▸ To do: If a line below contains the string "Returns", return that line.

▸ Dataset records:

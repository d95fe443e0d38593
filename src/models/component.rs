//! Structural components of a version's content.

use serde::{Deserialize, Serialize};
use std::fmt;

/// Type of a content block.
///
/// `Unparsed` keeps the splitter total: content that does not sit under a
/// recognized block marker is still represented.
#[derive(Debug, Clone, Copy, PartialEq, Eq, Hash, PartialOrd, Ord, Serialize, Deserialize)]
#[serde(rename_all = "snake_case")]
pub enum ComponentType {
    /// Instruction block steering the model.
    MetaPrompt,
    /// Template for the user/input turn.
    InputTemplate,
    /// Expected output format.
    OutputTemplate,
    /// System prompt.
    SystemPrompt,
    /// Few-shot examples.
    Examples,
    /// Content outside any recognized block.
    Unparsed,
}

impl ComponentType {
    /// Returns all component types.
    #[must_use]
    pub const fn all() -> &'static [Self] {
        &[
            Self::MetaPrompt,
            Self::InputTemplate,
            Self::OutputTemplate,
            Self::SystemPrompt,
            Self::Examples,
            Self::Unparsed,
        ]
    }

    /// Returns the canonical marker/storage name.
    #[must_use]
    pub const fn as_str(&self) -> &'static str {
        match self {
            Self::MetaPrompt => "meta_prompt",
            Self::InputTemplate => "input_template",
            Self::OutputTemplate => "output_template",
            Self::SystemPrompt => "system_prompt",
            Self::Examples => "examples",
            Self::Unparsed => "unparsed",
        }
    }

    /// Parses a block marker tag, accepting short aliases.
    ///
    /// `unparsed` is not accepted: it is reserved for content the splitter
    /// could not attribute to a block.
    #[must_use]
    pub fn from_marker(tag: &str) -> Option<Self> {
        match tag.to_lowercase().replace('-', "_").as_str() {
            "meta_prompt" | "meta" => Some(Self::MetaPrompt),
            "input_template" | "input" => Some(Self::InputTemplate),
            "output_template" | "output" => Some(Self::OutputTemplate),
            "system_prompt" | "system" => Some(Self::SystemPrompt),
            "examples" | "few_shot" => Some(Self::Examples),
            _ => None,
        }
    }

    /// Parses a stored type name.
    #[must_use]
    pub fn parse(s: &str) -> Option<Self> {
        if s == Self::Unparsed.as_str() {
            return Some(Self::Unparsed);
        }
        Self::from_marker(s)
    }
}

impl fmt::Display for ComponentType {
    fn fmt(&self, f: &mut fmt::Formatter<'_>) -> fmt::Result {
        f.write_str(self.as_str())
    }
}

/// Matching key of a component across versions.
#[derive(Debug, Clone, PartialEq, Eq, Hash, PartialOrd, Ord, Serialize, Deserialize)]
pub struct ComponentKey {
    /// Component type.
    pub component_type: ComponentType,
    /// Component name.
    pub name: String,
}

impl ComponentKey {
    /// Returns the change-log field name, e.g. `component.meta_prompt.meta_prompt`.
    #[must_use]
    pub fn field_name(&self) -> String {
        format!("component.{}.{}", self.component_type, self.name)
    }
}

impl fmt::Display for ComponentKey {
    fn fmt(&self, f: &mut fmt::Formatter<'_>) -> fmt::Result {
        if self.name == self.component_type.as_str() {
            write!(f, "{}", self.component_type)
        } else {
            write!(f, "{}:{}", self.component_type, self.name)
        }
    }
}

/// A named, typed slice of a version's content.
#[derive(Debug, Clone, PartialEq, Eq, Serialize, Deserialize)]
pub struct Component {
    /// Block type.
    pub component_type: ComponentType,
    /// Block name, unique per type within a version.
    pub name: String,
    /// Position within the version (0-based).
    pub ordinal: u32,
    /// Block content.
    pub content: String,
    /// SHA-256 of `content` (hex).
    pub content_hash: String,
    /// Language tag.
    pub language: String,
    /// Timestamp of the version that introduced this content (Unix epoch seconds).
    pub last_modified: u64,
}

impl Component {
    /// Returns the matching key.
    #[must_use]
    pub fn key(&self) -> ComponentKey {
        ComponentKey {
            component_type: self.component_type,
            name: self.name.clone(),
        }
    }
}
//! Component- and line-level differences between versions.
//!
//! Versions are immutable, so a computed [`VersionDiff`] never goes stale. The
//! engine keeps recent results in an LRU cache keyed by the pair of version
//! identifiers.

use lru::LruCache;
use similar::{Algorithm, DiffTag, capture_diff_slices};
use std::collections::BTreeMap;
use std::num::NonZeroUsize;
use std::sync::{Arc, RwLock};
use tracing::instrument;

use crate::models::{
    ChangeType, Component, ComponentDiff, ComponentKey, LineChangeType, LineDiff, Parameter,
    ParameterDiff, TemplateId, Version, VersionDiff, VersionId,
};
use crate::storage::VersionStorage;
use crate::{Error, Result};

/// Default number of cached diffs.
pub const DEFAULT_DIFF_CACHE_CAPACITY: usize = 128;

type CacheKey = (VersionId, VersionId);

/// Computes differences between two versions of a template.
pub struct DiffEngine {
    storage: Arc<dyn VersionStorage>,
    /// `None` when caching is disabled.
    cache: Option<RwLock<LruCache<CacheKey, Arc<VersionDiff>>>>,
}

impl DiffEngine {
    /// Creates a diff engine with the default cache capacity.
    #[must_use]
    pub fn new(storage: Arc<dyn VersionStorage>) -> Self {
        Self::with_cache_capacity(storage, DEFAULT_DIFF_CACHE_CAPACITY)
    }

    /// Creates a diff engine caching up to `capacity` results (0 disables the cache).
    #[must_use]
    pub fn with_cache_capacity(storage: Arc<dyn VersionStorage>, capacity: usize) -> Self {
        Self {
            storage,
            cache: NonZeroUsize::new(capacity).map(|cap| RwLock::new(LruCache::new(cap))),
        }
    }

    /// Number of cached diffs.
    #[must_use]
    pub fn cached_len(&self) -> usize {
        self.cache
            .as_ref()
            .and_then(|cache| cache.read().ok().map(|c| c.len()))
            .unwrap_or(0)
    }

    /// Compares two versions of a template by number.
    ///
    /// Either order is allowed; comparing a version with itself yields an
    /// empty diff.
    ///
    /// # Errors
    ///
    /// Returns [`Error::NotFound`] if the template or either version does not exist.
    #[instrument(skip(self, template_id), fields(template_id = %template_id))]
    pub fn compare(
        &self,
        template_id: &TemplateId,
        from_version: u32,
        to_version: u32,
    ) -> Result<VersionDiff> {
        let from = self.load(template_id, from_version)?;
        if from_version == to_version {
            return Ok(VersionDiff {
                template_id: template_id.clone(),
                from_version,
                to_version,
                components: Vec::new(),
                parameters: Vec::new(),
            });
        }
        let to = self.load(template_id, to_version)?;
        self.diff_versions(&from, &to)
    }

    /// Compares two loaded versions, consulting the cache first.
    ///
    /// The diff is always computed from the lower version number to the higher
    /// one; a descending comparison is the inverse of the ascending one.
    ///
    /// # Errors
    ///
    /// Returns an error if components or parameters cannot be loaded.
    pub fn diff_versions(&self, from: &Version, to: &Version) -> Result<VersionDiff> {
        if from.version_number > to.version_number {
            return self.diff_versions(to, from).map(|diff| diff.inverted());
        }

        let key = (from.id.clone(), to.id.clone());

        if let Some(cached) = self.cache_get(&key) {
            metrics::counter!("diff_cache_hits_total").increment(1);
            return Ok((*cached).clone());
        }
        if self.cache.is_some() {
            metrics::counter!("diff_cache_misses_total").increment(1);
        }

        let from_components = self.storage.get_components(&from.id)?;
        let to_components = self.storage.get_components(&to.id)?;
        let from_parameters = self.storage.get_parameters(&from.id)?;
        let to_parameters = self.storage.get_parameters(&to.id)?;

        let diff = VersionDiff {
            template_id: to.template_id.clone(),
            from_version: from.version_number,
            to_version: to.version_number,
            components: diff_components(&from_components, &to_components),
            parameters: diff_parameters(&from_parameters, &to_parameters),
        };

        tracing::debug!(
            from = from.version_number,
            to = to.version_number,
            components = diff.components.len(),
            parameters = diff.parameters.len(),
            "Computed version diff"
        );

        self.cache_put(key, &diff);
        Ok(diff)
    }

    fn load(&self, template_id: &TemplateId, version_number: u32) -> Result<Version> {
        if let Some(version) = self.storage.get_version(template_id, version_number)? {
            return Ok(version);
        }
        if self.storage.get_template(template_id)?.is_none() {
            return Err(Error::NotFound(format!("template '{template_id}'")));
        }
        Err(Error::NotFound(format!(
            "version {version_number} of template '{template_id}'"
        )))
    }

    fn cache_get(&self, key: &CacheKey) -> Option<Arc<VersionDiff>> {
        // Lock poisoning fails open: a lost cache entry only costs a recompute.
        let cache = self.cache.as_ref()?.read().ok()?;
        cache.peek(key).cloned()
    }

    fn cache_put(&self, key: CacheKey, diff: &VersionDiff) {
        if let Some(cache) = &self.cache
            && let Ok(mut cache) = cache.write()
        {
            cache.put(key, Arc::new(diff.clone()));
        }
    }
}

/// Diffs two component sets matched by `(type, name)`.
///
/// Identical components are omitted; the result is ordered by key.
#[must_use]
pub fn diff_components(from: &[Component], to: &[Component]) -> Vec<ComponentDiff> {
    let from: BTreeMap<ComponentKey, &Component> = from.iter().map(|c| (c.key(), c)).collect();
    let to: BTreeMap<ComponentKey, &Component> = to.iter().map(|c| (c.key(), c)).collect();

    let mut keys: Vec<&ComponentKey> = from.keys().chain(to.keys()).collect();
    keys.sort();
    keys.dedup();

    keys.into_iter()
        .filter_map(|key| {
            let old = from.get(key).map(|c| c.content.as_str());
            let new = to.get(key).map(|c| c.content.as_str());
            let (change_type, lines) = match (old, new) {
                (None, Some(new)) => (ChangeType::Created, diff_lines("", new)),
                (Some(old), None) => (ChangeType::Deleted, diff_lines(old, "")),
                (Some(old), Some(new)) if old != new => (ChangeType::Updated, diff_lines(old, new)),
                _ => return None,
            };
            Some(ComponentDiff {
                component_type: key.component_type,
                name: key.name.clone(),
                change_type,
                old_content: old.map(str::to_string),
                new_content: new.map(str::to_string),
                lines,
            })
        })
        .collect()
}

/// Diffs two parameter sets matched by key.
///
/// A parameter is updated when its value or its type changed.
#[must_use]
pub fn diff_parameters(from: &[Parameter], to: &[Parameter]) -> Vec<ParameterDiff> {
    let from: BTreeMap<&str, &Parameter> = from.iter().map(|p| (p.key.as_str(), p)).collect();
    let to: BTreeMap<&str, &Parameter> = to.iter().map(|p| (p.key.as_str(), p)).collect();

    let mut keys: Vec<&str> = from.keys().chain(to.keys()).copied().collect();
    keys.sort_unstable();
    keys.dedup();

    keys.into_iter()
        .filter_map(|key| {
            let old = from.get(key);
            let new = to.get(key);
            let change_type = match (old, new) {
                (None, Some(_)) => ChangeType::Created,
                (Some(_), None) => ChangeType::Deleted,
                (Some(old), Some(new)) if old != new => ChangeType::Updated,
                _ => return None,
            };
            Some(ParameterDiff {
                key: key.to_string(),
                change_type,
                old_value: old.map(|p| p.value.clone()),
                new_value: new.map(|p| p.value.clone()),
            })
        })
        .collect()
}

/// Computes a line diff using LCS alignment.
///
/// Each run of unmatched lines is paired positionally: the first
/// `min(removed, added)` lines become [`LineChangeType::Modified`], the rest
/// are [`LineChangeType::Removed`] or [`LineChangeType::Added`]. Line numbers
/// are 1-based.
///
/// `diff_lines(b, a)` is always the line-by-line inverse of `diff_lines(a, b)`.
#[must_use]
pub fn diff_lines(old: &str, new: &str) -> Vec<LineDiff> {
    if old <= new {
        canonical_line_diff(old, new)
    } else {
        invert_lines(canonical_line_diff(new, old))
    }
}

/// LCS may pick different alignments depending on argument order. Align in
/// both directions and keep the one that pairs more lines, preferring `a -> b`
/// on a tie.
fn canonical_line_diff(a: &str, b: &str) -> Vec<LineDiff> {
    let forward = align_lines(a, b);
    if forward.is_empty() {
        return forward;
    }
    let backward = invert_lines(align_lines(b, a));
    if backward.len() < forward.len() {
        backward
    } else {
        forward
    }
}

fn invert_lines(lines: Vec<LineDiff>) -> Vec<LineDiff> {
    lines.iter().map(LineDiff::inverted).collect()
}

fn align_lines(old: &str, new: &str) -> Vec<LineDiff> {
    let old_lines: Vec<&str> = old.lines().collect();
    let new_lines: Vec<&str> = new.lines().collect();

    let mut result = Vec::new();
    let mut run = Run::default();

    for op in capture_diff_slices(Algorithm::Lcs, &old_lines, &new_lines) {
        let (tag, old_range, new_range) = op.as_tag_tuple();
        if tag == DiffTag::Equal {
            run.flush(&old_lines, &new_lines, &mut result);
        } else {
            run.extend(old_range, new_range);
        }
    }
    run.flush(&old_lines, &new_lines, &mut result);

    result
}

/// A contiguous block of unmatched lines on both sides.
#[derive(Default)]
struct Run {
    old: Option<std::ops::Range<usize>>,
    new: Option<std::ops::Range<usize>>,
}

impl Run {
    fn extend(&mut self, old: std::ops::Range<usize>, new: std::ops::Range<usize>) {
        if !old.is_empty() {
            self.old = Some(self.old.take().map_or(old.clone(), |r| r.start..old.end));
        }
        if !new.is_empty() {
            self.new = Some(self.new.take().map_or(new.clone(), |r| r.start..new.end));
        }
    }

    fn flush(&mut self, old_lines: &[&str], new_lines: &[&str], out: &mut Vec<LineDiff>) {
        let old = self.old.take().unwrap_or_default();
        let new = self.new.take().unwrap_or_default();
        let paired = old.len().min(new.len());

        for offset in 0..paired {
            let (o, n) = (old.start + offset, new.start + offset);
            out.push(LineDiff {
                change_type: LineChangeType::Modified,
                line_number: Some(n + 1),
                old_line_number: Some(o + 1),
                old_text: old_lines.get(o).map(|s| (*s).to_string()),
                new_text: new_lines.get(n).map(|s| (*s).to_string()),
            });
        }
        for o in old.clone().skip(paired) {
            out.push(LineDiff {
                change_type: LineChangeType::Removed,
                line_number: None,
                old_line_number: Some(o + 1),
                old_text: old_lines.get(o).map(|s| (*s).to_string()),
                new_text: None,
            });
        }
        for n in new.skip(paired) {
            out.push(LineDiff {
                change_type: LineChangeType::Added,
                line_number: Some(n + 1),
                old_line_number: None,
                old_text: None,
                new_text: new_lines.get(n).map(|s| (*s).to_string()),
            });
        }
    }
}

▸ Answer area:
    /// Returns all component types.
    /// Returns the canonical marker/storage name.
    /// Returns the change-log field name, e.g. `component.meta_prompt.meta_prompt`.
    /// Returns the matching key.
    /// Returns [`Error::NotFound`] if the template or either version does not exist.
    /// Returns an error if components or parameters cannot be loaded.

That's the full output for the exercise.